----- Provided material

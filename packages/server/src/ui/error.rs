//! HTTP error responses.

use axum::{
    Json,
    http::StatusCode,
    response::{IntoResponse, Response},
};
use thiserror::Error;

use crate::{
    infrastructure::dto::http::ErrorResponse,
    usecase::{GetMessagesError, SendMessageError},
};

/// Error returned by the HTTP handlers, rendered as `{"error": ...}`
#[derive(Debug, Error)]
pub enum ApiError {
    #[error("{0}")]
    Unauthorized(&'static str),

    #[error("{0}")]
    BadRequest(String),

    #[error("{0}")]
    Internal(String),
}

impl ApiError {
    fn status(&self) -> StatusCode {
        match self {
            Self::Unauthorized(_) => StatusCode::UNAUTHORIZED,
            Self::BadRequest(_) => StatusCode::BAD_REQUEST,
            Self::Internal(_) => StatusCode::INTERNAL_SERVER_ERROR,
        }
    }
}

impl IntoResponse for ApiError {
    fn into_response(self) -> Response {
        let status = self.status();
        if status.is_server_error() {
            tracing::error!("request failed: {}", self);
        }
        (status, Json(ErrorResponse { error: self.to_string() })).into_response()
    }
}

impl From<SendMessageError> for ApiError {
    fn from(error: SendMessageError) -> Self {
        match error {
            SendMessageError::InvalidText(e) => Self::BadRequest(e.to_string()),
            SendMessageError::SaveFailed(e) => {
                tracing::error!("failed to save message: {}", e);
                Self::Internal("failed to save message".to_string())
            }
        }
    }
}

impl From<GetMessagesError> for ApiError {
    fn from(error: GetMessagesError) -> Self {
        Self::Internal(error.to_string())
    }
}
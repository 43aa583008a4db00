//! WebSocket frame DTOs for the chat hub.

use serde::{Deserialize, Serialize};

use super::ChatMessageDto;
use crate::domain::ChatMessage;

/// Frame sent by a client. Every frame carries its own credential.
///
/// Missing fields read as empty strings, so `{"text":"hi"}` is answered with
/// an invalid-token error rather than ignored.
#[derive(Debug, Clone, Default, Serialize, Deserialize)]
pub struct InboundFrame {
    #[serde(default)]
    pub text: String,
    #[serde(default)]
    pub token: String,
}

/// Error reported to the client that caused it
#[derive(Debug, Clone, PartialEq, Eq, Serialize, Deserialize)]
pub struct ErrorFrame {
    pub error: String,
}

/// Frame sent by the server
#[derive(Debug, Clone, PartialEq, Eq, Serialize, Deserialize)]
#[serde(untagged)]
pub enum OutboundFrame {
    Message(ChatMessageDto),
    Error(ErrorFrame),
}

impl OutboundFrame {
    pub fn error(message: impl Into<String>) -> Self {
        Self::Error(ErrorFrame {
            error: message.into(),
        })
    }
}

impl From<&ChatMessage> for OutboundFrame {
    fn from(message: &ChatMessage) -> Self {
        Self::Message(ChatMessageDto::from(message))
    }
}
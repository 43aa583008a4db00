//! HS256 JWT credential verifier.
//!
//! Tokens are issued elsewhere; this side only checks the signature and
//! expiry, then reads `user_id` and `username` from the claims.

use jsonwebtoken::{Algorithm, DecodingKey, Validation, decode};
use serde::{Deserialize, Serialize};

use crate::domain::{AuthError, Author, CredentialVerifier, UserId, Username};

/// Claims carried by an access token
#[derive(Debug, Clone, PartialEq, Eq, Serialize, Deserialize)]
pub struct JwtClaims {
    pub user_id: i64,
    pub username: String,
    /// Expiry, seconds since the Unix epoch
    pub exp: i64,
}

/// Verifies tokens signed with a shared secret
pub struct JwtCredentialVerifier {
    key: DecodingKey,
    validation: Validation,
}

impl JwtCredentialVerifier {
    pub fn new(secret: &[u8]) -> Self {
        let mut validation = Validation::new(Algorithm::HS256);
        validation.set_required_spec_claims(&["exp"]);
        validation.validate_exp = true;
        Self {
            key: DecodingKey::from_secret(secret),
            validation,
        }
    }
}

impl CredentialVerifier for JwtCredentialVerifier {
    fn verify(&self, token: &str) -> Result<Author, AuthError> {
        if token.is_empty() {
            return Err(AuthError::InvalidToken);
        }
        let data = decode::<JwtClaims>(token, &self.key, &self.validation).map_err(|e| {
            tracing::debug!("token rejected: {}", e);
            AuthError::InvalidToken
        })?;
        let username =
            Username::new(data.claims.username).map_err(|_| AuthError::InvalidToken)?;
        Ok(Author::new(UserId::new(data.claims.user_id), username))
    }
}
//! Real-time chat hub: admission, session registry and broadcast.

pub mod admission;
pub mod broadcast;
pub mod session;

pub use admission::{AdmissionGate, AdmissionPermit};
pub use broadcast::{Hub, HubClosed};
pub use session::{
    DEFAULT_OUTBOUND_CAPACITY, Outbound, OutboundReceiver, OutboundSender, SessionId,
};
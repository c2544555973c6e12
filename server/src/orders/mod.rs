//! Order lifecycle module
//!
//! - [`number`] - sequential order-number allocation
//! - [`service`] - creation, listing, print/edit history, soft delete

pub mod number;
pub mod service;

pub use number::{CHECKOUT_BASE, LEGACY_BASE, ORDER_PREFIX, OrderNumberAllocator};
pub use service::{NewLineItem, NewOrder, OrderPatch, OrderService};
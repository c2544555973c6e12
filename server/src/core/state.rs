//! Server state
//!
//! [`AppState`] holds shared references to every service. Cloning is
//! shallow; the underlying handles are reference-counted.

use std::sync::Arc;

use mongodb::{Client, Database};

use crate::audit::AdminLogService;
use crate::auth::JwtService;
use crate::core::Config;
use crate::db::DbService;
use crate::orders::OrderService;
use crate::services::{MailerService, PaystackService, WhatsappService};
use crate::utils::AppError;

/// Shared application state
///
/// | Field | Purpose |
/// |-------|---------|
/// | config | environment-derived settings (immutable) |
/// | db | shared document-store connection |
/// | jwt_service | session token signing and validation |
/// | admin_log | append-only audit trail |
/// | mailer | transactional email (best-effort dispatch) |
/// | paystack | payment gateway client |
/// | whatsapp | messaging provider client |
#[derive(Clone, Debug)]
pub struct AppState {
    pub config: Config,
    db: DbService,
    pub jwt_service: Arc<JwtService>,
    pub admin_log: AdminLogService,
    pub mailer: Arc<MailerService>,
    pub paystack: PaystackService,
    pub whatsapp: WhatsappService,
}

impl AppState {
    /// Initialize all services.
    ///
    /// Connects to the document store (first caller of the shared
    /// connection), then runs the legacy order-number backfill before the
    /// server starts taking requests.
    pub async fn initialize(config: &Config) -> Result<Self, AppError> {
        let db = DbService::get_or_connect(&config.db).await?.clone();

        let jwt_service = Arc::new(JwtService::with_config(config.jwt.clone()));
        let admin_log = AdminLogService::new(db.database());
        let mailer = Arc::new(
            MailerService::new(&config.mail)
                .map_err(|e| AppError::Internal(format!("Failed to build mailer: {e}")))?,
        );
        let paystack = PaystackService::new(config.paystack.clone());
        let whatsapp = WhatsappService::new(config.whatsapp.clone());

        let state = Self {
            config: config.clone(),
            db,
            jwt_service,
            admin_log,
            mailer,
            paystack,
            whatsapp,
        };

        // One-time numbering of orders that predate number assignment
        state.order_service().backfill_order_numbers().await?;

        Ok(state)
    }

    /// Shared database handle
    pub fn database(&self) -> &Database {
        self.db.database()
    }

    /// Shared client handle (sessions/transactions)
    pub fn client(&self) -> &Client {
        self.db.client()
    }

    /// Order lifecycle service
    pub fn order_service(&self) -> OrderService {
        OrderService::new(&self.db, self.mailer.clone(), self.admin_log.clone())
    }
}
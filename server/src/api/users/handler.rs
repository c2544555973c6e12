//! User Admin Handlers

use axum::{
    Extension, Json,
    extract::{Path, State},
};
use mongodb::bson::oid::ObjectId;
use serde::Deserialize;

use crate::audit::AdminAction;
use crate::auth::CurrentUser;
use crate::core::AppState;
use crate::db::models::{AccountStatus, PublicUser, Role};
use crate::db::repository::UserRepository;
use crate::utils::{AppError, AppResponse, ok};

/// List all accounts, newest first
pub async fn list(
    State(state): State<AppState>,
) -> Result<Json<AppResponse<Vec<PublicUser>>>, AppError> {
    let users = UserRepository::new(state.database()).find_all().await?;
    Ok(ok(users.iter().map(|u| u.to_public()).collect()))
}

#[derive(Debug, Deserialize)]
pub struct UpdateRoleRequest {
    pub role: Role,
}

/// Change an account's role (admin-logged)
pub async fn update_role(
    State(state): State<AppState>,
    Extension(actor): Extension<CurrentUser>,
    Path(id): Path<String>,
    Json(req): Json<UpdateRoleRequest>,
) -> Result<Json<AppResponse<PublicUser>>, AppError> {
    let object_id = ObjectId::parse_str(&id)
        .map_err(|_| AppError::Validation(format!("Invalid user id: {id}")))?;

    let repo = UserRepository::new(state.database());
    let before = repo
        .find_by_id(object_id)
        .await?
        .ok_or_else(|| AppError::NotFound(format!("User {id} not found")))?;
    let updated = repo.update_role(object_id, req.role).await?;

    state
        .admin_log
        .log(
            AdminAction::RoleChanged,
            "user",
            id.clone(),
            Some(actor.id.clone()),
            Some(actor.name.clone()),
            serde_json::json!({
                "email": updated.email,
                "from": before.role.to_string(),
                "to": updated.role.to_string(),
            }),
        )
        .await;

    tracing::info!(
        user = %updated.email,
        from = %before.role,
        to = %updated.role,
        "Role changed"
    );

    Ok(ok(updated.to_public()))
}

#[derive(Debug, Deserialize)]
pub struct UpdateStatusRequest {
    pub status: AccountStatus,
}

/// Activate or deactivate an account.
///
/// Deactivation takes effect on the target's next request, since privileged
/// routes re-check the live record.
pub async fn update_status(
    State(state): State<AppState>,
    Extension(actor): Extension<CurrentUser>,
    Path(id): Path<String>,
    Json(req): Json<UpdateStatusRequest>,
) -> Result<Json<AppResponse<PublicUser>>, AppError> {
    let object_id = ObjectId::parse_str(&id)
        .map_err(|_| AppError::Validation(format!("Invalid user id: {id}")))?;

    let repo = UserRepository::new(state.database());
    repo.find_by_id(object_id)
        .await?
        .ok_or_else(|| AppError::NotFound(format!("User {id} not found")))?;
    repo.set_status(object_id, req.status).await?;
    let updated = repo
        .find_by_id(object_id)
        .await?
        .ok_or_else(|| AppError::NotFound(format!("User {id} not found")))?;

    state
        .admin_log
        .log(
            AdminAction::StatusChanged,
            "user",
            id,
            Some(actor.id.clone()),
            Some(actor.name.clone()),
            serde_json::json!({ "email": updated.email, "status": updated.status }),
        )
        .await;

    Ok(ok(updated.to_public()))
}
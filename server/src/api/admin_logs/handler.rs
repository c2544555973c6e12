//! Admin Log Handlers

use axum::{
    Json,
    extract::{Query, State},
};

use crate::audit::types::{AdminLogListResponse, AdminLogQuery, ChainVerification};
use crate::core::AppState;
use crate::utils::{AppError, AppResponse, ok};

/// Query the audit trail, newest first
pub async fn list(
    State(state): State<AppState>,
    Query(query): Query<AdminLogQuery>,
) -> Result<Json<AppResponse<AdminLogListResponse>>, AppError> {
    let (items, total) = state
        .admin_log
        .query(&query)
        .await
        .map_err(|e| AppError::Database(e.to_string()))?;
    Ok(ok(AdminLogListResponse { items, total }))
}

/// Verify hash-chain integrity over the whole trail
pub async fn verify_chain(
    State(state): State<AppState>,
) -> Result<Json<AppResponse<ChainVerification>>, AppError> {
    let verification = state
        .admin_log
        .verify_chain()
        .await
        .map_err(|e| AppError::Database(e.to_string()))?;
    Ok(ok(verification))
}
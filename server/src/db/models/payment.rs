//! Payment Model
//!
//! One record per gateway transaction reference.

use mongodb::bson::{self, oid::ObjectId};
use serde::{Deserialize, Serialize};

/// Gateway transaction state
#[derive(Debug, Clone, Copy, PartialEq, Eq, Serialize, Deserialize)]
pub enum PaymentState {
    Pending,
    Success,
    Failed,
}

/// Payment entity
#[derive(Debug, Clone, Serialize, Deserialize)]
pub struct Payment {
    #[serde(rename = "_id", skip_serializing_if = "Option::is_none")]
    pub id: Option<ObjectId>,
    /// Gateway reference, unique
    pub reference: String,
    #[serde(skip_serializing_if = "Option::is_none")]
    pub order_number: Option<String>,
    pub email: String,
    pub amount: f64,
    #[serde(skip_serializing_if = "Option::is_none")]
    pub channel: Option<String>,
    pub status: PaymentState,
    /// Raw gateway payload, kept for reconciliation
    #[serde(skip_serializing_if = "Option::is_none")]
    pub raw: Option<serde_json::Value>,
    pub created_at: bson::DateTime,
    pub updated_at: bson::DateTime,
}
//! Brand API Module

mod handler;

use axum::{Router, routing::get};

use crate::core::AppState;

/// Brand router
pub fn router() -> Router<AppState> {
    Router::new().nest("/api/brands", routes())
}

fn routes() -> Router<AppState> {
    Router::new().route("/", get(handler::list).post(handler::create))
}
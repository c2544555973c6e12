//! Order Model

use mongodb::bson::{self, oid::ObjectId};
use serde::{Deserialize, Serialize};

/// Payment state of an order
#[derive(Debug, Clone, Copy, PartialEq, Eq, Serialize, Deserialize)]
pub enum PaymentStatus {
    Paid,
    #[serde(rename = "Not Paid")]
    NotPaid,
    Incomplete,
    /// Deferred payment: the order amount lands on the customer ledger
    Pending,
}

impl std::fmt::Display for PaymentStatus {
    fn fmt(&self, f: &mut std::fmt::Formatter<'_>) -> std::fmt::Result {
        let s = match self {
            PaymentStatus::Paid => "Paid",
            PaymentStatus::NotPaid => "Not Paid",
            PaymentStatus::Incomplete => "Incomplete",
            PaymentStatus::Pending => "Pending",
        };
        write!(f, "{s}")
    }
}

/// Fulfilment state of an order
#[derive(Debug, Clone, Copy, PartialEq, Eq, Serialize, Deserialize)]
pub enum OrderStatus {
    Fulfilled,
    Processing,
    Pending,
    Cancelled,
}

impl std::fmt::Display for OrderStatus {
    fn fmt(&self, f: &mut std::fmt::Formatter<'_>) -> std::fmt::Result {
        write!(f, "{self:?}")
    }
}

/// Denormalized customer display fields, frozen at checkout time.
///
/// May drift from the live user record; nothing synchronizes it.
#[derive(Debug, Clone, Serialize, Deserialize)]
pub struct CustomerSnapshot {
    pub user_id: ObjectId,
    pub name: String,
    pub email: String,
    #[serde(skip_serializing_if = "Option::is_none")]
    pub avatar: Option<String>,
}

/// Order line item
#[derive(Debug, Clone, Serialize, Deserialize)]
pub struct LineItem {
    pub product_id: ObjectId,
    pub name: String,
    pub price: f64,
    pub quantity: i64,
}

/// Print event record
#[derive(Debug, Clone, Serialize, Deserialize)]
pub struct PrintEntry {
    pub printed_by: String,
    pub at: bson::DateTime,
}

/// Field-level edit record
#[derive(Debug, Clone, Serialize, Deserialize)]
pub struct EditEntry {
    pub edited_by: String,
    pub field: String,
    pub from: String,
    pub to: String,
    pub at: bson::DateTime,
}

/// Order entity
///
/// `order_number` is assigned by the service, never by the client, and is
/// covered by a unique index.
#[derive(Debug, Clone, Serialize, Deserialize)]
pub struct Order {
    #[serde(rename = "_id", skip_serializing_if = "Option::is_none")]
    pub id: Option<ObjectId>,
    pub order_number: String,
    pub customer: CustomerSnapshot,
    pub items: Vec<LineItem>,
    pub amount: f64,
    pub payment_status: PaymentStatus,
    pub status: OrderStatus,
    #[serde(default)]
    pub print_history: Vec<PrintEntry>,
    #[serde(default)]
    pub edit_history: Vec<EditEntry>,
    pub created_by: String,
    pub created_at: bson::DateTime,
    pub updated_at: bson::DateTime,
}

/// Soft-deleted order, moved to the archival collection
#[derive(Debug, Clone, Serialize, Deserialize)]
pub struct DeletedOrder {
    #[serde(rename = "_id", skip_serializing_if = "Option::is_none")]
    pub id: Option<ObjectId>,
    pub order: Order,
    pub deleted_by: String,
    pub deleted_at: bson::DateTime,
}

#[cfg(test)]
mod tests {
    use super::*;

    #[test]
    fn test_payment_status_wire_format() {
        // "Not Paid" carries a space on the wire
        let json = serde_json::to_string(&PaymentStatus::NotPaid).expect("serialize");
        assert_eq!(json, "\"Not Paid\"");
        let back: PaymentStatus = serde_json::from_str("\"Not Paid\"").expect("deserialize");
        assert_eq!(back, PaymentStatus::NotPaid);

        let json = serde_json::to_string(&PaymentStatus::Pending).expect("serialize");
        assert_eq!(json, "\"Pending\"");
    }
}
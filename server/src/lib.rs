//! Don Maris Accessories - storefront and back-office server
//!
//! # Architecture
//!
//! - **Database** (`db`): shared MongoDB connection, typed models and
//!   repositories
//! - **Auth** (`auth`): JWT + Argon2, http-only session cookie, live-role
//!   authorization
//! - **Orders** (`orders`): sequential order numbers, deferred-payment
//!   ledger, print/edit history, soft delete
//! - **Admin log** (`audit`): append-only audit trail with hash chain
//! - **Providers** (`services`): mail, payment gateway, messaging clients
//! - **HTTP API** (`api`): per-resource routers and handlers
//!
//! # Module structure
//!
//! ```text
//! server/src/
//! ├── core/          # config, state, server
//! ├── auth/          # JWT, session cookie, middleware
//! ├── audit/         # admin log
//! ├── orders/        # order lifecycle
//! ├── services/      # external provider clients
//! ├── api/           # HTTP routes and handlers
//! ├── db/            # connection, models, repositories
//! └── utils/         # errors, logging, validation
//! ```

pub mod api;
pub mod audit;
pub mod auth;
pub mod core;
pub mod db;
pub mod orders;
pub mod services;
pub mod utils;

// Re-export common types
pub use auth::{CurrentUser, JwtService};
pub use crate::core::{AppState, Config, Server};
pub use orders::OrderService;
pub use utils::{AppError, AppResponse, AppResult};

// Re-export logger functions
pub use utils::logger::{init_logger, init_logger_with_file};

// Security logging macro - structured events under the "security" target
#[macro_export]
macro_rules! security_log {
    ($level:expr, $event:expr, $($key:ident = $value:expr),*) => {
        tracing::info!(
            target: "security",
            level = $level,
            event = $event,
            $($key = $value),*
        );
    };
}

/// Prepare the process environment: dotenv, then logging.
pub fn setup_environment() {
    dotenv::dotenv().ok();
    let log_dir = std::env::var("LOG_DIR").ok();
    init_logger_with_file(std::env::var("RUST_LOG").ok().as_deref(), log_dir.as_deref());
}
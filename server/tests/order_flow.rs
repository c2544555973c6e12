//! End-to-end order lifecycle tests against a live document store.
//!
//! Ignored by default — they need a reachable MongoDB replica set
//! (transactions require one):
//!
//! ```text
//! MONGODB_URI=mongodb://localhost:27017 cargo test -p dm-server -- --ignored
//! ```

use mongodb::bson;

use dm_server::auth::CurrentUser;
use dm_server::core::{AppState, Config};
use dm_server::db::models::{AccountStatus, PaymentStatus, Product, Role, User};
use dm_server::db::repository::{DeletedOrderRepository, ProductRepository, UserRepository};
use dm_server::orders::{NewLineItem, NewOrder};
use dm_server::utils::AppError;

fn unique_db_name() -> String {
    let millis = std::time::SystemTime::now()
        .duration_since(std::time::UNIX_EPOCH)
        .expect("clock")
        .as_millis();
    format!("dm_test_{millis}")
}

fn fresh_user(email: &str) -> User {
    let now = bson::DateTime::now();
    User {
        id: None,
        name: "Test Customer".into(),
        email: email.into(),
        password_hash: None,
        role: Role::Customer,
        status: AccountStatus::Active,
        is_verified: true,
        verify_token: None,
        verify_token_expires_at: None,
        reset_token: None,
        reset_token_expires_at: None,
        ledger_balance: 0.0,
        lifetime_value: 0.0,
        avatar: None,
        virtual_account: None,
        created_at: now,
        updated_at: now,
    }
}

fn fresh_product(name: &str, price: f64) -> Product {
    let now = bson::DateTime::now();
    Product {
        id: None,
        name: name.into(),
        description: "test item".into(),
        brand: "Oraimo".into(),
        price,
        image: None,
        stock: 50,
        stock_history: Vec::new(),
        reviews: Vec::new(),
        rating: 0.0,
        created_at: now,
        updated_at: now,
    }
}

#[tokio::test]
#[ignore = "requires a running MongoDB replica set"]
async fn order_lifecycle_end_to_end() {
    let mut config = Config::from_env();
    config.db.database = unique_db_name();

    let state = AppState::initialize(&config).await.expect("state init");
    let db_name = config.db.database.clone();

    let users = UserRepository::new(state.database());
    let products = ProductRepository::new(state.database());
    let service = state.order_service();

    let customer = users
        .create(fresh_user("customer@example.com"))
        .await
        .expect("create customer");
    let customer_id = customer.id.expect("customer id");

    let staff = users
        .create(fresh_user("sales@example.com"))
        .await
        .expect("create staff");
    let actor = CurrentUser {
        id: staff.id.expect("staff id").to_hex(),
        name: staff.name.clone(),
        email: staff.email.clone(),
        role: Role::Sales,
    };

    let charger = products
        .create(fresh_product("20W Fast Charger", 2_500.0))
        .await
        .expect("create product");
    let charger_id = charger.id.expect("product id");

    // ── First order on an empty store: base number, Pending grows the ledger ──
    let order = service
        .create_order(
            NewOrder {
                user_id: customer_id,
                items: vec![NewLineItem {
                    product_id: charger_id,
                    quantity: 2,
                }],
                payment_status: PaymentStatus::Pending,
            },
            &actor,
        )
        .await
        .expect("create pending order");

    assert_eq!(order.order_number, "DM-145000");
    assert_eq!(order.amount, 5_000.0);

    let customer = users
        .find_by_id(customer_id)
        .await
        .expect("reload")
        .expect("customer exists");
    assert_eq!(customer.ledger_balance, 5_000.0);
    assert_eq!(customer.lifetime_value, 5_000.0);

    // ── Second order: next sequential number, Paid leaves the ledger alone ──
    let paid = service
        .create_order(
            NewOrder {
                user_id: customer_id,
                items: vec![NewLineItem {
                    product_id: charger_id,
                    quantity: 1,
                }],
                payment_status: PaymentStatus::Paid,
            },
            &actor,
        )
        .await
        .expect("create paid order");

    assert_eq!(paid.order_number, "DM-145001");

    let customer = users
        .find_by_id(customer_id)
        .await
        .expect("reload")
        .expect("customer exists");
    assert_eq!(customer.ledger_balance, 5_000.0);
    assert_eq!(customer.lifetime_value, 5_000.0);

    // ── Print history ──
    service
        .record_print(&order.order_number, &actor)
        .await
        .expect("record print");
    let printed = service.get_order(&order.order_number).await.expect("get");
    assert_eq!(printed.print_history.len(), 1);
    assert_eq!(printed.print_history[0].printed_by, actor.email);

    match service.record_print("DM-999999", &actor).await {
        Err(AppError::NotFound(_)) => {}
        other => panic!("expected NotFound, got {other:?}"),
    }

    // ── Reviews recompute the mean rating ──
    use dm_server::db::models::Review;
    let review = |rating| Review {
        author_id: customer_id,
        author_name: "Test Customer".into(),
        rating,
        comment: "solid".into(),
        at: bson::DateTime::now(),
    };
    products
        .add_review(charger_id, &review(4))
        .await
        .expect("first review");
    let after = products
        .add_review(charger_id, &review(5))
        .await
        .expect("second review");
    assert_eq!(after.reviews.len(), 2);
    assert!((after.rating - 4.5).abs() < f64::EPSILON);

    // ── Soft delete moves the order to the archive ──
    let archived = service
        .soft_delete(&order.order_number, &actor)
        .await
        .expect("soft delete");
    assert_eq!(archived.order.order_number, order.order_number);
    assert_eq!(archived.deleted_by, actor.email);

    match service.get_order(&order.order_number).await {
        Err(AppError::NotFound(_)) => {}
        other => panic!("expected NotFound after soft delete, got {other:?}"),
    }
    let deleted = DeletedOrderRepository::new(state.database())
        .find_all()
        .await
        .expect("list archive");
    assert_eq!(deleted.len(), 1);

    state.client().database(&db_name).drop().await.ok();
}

----------

## Required action
Where a line in the records above contains the string "CurrentUser", copy that line.

## The completed task
use crate::auth::CurrentUser;
    Extension(actor): Extension<CurrentUser>,
    Extension(actor): Extension<CurrentUser>,
pub use auth::{CurrentUser, JwtService};
use dm_server::auth::CurrentUser;
    let actor = CurrentUser {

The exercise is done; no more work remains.